Gejala-gejala ini disebabkan karena kurangnya dopamine pada otak. Atas dasar efek sedatifnya dapat digolongkan sebagai berikut.
- Berefek sedatif baik. Amitriptilin, doksepin, trimipramin, opipramol, dan mianserin. Obat-obat ini layak digunakan pada depresi vital, kegelisahan dan agresi.
- Berefek sedatif sedang. Imipramin, klomipramin, dibenzepin dan maprotilin.
- Berefek sedatif ringan. Nomifensin, zimeldin, desipramin, dan protiptilin. Obat ini lebih disukai pada depresi vital yang terhalang, dimana pasien sudah berada dalam keadaan apatis termenung-menung.
Zat Adiktif Lain
Zat adiktif lainnya adalah zat yang dapat menimbulkan ketergantungan atau psikoaktif tetapi secara UU tidak termasuk dalam golongan narkotika maupun psikotropika. Jenis yang sering dijumpai adalah alkohol dan pelarut organik.
1. Alkohol
Alkohol merupakan sumber energi potensial dibandingkan dengan karbohidrat, karena 1g alkohol dapat menghasilkan 9 kkal (karbohidrat hanya 4,2 kkal). Akibat penggunaan alkohol yang tidak terkontrol antara lain: ketergantungan, pola makan tidak teratur, peradangan dan pendarahan usus, kekurangan vitamin, kekebalan tubuh menurun, hepatitis, denyut jantung tidak teratur, dan kerusakan otak. Bahaya alkohol akan meningkat jika alkohol yang diminum adalah ilegal yang bisanya berfungsi sebagai antiseptik. Umumnya alkohol antiseptik mengandung metanol yang jika dikonsumsi dapat menimbulkan kebutaan
2. Pelarut Organik
Pelarut organik adalah zat yang mudah menguap pada temperatur kamar, berupa produk kimiawi rumah tangga sebagai pelarut/inggridiens. Contoh: lem, cairan pembersih, cairan poles, tinner, cat, minyak petrolium. Menghirup uap pelarut organik menyebabkan efek high yag memicu kerusakan mukosa hidung, bronkus, hepatitis dan gagal ginjal.
Penutup
Psikotropika dalah zat atau obat baik alamiah maupun sintetris, bukan narkotika, yang bersifat atau berkhasiat psiko aktif melalui pengaruh selektif pada susunan syaraf pusat yang menyebabjan perubahankahas pada aktivitas mental dan perilaku.

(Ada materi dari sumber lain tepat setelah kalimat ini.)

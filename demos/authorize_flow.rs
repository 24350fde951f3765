//! Walks through minting a HubSpot authorization URL and verifying the state the redirect
//! hands back, using the in-memory store.
//!
//! Reads `HUBSPOT_CLIENT_ID` / `HUBSPOT_CLIENT_SECRET` when present and falls back to demo
//! credentials otherwise.

// std
use std::sync::Arc;
// crates.io
use color_eyre::Result;
// self
use hubspot_bridge::{
	auth::{OrgId, StateBinding, UserId},
	config::IntegrationConfig,
	flows::ReqwestIntegration,
	store::{KeyValueStore, MemoryStore},
};

#[tokio::main]
async fn main() -> Result<()> {
	color_eyre::install()?;

	let config = match IntegrationConfig::from_env() {
		Ok(config) => config,
		Err(_) => IntegrationConfig::builder("demo-client", "demo-secret").build()?,
	};
	let store: Arc<dyn KeyValueStore> = Arc::new(MemoryStore::default());
	let integration = ReqwestIntegration::new(store, config)?;
	let user = UserId::new("user-123")?;
	let org = OrgId::new("org-acme")?;
	let url = integration.authorize(&user, &org).await?;

	println!("Open {url} in a popup to connect HubSpot.");

	// Simulate the redirect handler receiving the `state` parameter back.
	let returned_state = url
		.query_pairs()
		.find(|(key, _)| key == "state")
		.map(|(_, value)| value.into_owned())
		.unwrap_or_default();
	let binding = StateBinding::new(user.clone(), org.clone());
	let state = integration.verify_state(&returned_state, Some(&binding)).await?;

	println!("Verified state for user {} in organization {}.", state.user_id, state.org_id);

	match integration.verify_state(&returned_state, Some(&binding)).await {
		Ok(_) => eprintln!("Replay unexpectedly succeeded."),
		Err(e) => println!("Replay rejected with {}: {}", e.status_code(), e.public_detail()),
	}

	println!("A real callback would now call `complete_callback` with the returned code.");

	Ok(())
}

Zat/obat yang dapat menurunkan aktivitas otak atau merangsang susunan syaraf pusat dan menimbulkan kelainan perilaku, disertai dengan timbulnya halusinasi (mengkhayal), ilusi, gangguan cara berpikir, perubahan alam perasaan dan dapat menyebabkan ketergantungan serta mempunyai efek stimulasi (merangsang) bagi para pemakainya.
Pemakaian Psikotropika yang berlangsung lama tanpa pengawasan dan pembatasan pejabat kesehatan dapat menimbulkan dampak yang lebih buruk, tidak saja menyebabkan ketergantungan bahkan juga menimbulkan berbagai macam penyakit serta kelainan fisik maupun psikis si pemakai, tidak jarang bahkan menimbulkan kematian.

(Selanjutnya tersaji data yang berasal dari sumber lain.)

//! Shared helpers for flow implementations (store keys, per-key guards, flow observation).

// self
use crate::{
	_prelude::*,
	auth::{OrgId, UserId},
	flows::Integration,
	http::ProviderHttpClient,
	oauth::TransportErrorMapper,
	obs::{self, FlowKind, FlowOutcome, FlowSpan},
	store::{StoreKey, StoreKeyKind},
};

impl<C, M> Integration<C, M>
where
	C: ?Sized + ProviderHttpClient,
	M: ?Sized + TransportErrorMapper<C::TransportError>,
{
	/// Store key holding the pending authorization state for a user/organization pair.
	pub fn state_key(&self, user_id: &UserId, org_id: &OrgId) -> StoreKey {
		StoreKey::new(&self.config.key_namespace, StoreKeyKind::State, org_id, user_id)
	}

	/// Store key holding cached credentials for a user/organization pair.
	pub fn credentials_key(&self, user_id: &UserId, org_id: &OrgId) -> StoreKey {
		StoreKey::new(&self.config.key_namespace, StoreKeyKind::Credentials, org_id, user_id)
	}
}

/// Returns (and creates on demand) the in-process guard for a store key.
///
/// Read-then-delete sequences hold the guard so two concurrent callers in one process cannot
/// both consume the same entry.
pub(crate) fn flow_guard<C, M>(integration: &Integration<C, M>, key: &StoreKey) -> Arc<AsyncMutex<()>>
where
	C: ?Sized + ProviderHttpClient,
	M: ?Sized + TransportErrorMapper<C::TransportError>,
{
	let mut guards = integration.flow_guards.lock();

	guards.retain(|_, guard| Arc::strong_count(guard) > 1);
	guards.entry(key.clone()).or_insert_with(|| Arc::new(AsyncMutex::new(()))).clone()
}

/// Runs `fut` inside a flow span, recording attempt/success/failure outcomes.
pub(crate) async fn observe<T, F>(kind: FlowKind, stage: &'static str, fut: F) -> Result<T>
where
	F: Future<Output = Result<T>>,
{
	let span = FlowSpan::new(kind, stage);

	obs::record_flow_outcome(kind, FlowOutcome::Attempt);

	let result = span
		.instrument(async move {
			let result = fut.await;

			if let Err(err) = &result {
				obs::log_flow_failure(kind, err);
			}

			result
		})
		.await;

	match &result {
		Ok(_) => obs::record_flow_outcome(kind, FlowOutcome::Success),
		Err(_) => obs::record_flow_outcome(kind, FlowOutcome::Failure),
	}

	result
}

#[cfg(all(test, feature = "reqwest"))]
mod tests {
	// self
	use super::*;
	use crate::_preludet::*;

	#[test]
	fn keys_follow_the_namespace() {
		let (integration, _) = build_reqwest_test_integration(test_config("http://127.0.0.1:1"));
		let user = UserId::new("user-1").expect("User fixture should be valid.");
		let org = OrgId::new("org-1").expect("Org fixture should be valid.");

		assert_eq!(integration.state_key(&user, &org).to_string(), "hubspot_state:org-1:user-1");
		assert_eq!(
			integration.credentials_key(&user, &org).to_string(),
			"hubspot_credentials:org-1:user-1"
		);
	}

	#[tokio::test]
	async fn guards_are_shared_per_key_and_released() {
		let (integration, _) = build_reqwest_test_integration(test_config("http://127.0.0.1:1"));
		let user = UserId::new("user-1").expect("User fixture should be valid.");
		let org = OrgId::new("org-1").expect("Org fixture should be valid.");
		let key = integration.state_key(&user, &org);
		let first = flow_guard(&integration, &key);
		let second = flow_guard(&integration, &key);

		assert!(Arc::ptr_eq(&first, &second));

		let held = first.lock().await;

		assert!(second.try_lock().is_none());

		drop(held);
		drop(first);
		drop(second);

		let _other = flow_guard(&integration, &integration.credentials_key(&user, &org));

		assert_eq!(integration.flow_guards.lock().len(), 1);
	}

	#[tokio::test]
	async fn observe_passes_results_through() {
		let ok = observe(FlowKind::Authorize, "test", async { Ok(7) }).await;

		assert_eq!(ok.expect("Successful flows should pass their value through."), 7);

		let err = observe::<(), _>(FlowKind::Callback, "test", async { Err(Error::StateMismatch) })
			.await;

		assert!(matches!(err, Err(Error::StateMismatch)));
	}
}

Sebagaimana Narkotika, Psikotropika terbagi dalam empat golongan yaitu Psikotropika golongan I, Psikotropika golongan II, Psikotropika golongan III dan Psikotropika golongan IV.
BACA JUGA: Penggolongan Obat Muntah
Referensi
Nuryati. (2017). Farmakologi. Kementerian Kesehatan Republik Indonesia, 148, 148–162.
Stevani, H. (2016). Praktikum Farmakologi. Modul Bahan Ajar Cetak Farmasi, 171.
Suprapti, T. (2016). Praktikum Farmasetika Dasar. 148, 148–162.